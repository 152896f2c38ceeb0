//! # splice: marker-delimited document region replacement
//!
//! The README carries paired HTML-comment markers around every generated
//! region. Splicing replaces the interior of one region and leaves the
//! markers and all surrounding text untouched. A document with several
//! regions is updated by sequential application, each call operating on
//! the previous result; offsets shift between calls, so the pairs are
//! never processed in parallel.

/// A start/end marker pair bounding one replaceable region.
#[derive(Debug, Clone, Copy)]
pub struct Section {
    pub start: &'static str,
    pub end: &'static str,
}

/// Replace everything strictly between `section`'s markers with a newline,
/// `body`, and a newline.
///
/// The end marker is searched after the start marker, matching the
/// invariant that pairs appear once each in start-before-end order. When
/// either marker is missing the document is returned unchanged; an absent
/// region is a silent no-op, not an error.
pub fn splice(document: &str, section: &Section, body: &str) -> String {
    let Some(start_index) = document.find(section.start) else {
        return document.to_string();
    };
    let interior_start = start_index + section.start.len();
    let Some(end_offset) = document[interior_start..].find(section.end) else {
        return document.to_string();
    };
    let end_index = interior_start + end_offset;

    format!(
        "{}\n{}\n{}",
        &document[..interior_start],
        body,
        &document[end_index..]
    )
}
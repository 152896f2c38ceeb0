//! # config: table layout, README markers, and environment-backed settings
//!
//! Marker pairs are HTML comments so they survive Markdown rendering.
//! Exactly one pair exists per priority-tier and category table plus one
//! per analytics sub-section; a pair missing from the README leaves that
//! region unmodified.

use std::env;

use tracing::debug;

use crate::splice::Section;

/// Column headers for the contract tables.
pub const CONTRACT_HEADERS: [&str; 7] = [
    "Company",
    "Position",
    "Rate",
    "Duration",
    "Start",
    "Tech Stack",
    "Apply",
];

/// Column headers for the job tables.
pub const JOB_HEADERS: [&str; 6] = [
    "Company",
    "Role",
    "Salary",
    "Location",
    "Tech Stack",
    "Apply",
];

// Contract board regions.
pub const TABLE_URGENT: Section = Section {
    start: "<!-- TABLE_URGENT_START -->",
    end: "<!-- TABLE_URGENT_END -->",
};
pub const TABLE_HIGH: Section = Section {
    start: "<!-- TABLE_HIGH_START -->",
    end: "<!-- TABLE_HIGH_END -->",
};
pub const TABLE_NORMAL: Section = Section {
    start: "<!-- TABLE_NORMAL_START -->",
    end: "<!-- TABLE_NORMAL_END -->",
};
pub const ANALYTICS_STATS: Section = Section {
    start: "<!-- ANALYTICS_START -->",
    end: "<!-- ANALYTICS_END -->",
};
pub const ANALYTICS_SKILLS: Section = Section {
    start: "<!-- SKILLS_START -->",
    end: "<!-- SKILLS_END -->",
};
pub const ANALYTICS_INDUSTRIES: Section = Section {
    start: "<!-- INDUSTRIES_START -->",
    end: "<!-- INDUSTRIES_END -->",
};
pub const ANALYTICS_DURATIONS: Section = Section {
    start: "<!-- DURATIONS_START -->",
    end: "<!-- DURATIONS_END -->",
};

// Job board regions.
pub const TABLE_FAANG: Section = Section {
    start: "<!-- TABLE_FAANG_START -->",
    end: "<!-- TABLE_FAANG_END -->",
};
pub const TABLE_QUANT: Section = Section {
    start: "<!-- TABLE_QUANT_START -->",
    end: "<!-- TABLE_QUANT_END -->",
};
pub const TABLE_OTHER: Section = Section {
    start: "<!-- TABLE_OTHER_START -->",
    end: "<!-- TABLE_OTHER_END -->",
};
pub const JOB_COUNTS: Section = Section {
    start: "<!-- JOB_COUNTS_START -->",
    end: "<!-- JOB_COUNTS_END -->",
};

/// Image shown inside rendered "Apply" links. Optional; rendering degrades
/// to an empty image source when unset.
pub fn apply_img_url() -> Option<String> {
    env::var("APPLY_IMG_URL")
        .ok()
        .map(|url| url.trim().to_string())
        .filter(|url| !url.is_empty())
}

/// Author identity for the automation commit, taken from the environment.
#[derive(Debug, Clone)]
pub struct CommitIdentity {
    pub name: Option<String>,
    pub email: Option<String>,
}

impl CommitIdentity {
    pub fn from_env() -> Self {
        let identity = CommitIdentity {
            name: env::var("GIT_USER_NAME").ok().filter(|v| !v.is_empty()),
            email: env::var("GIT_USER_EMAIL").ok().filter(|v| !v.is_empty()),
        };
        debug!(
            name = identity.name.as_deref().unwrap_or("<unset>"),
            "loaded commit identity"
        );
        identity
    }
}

══════════════════════════════

- **About this task**: Only the number is needed: count the lines of the material that include "Clone".

- **Answer section**: 2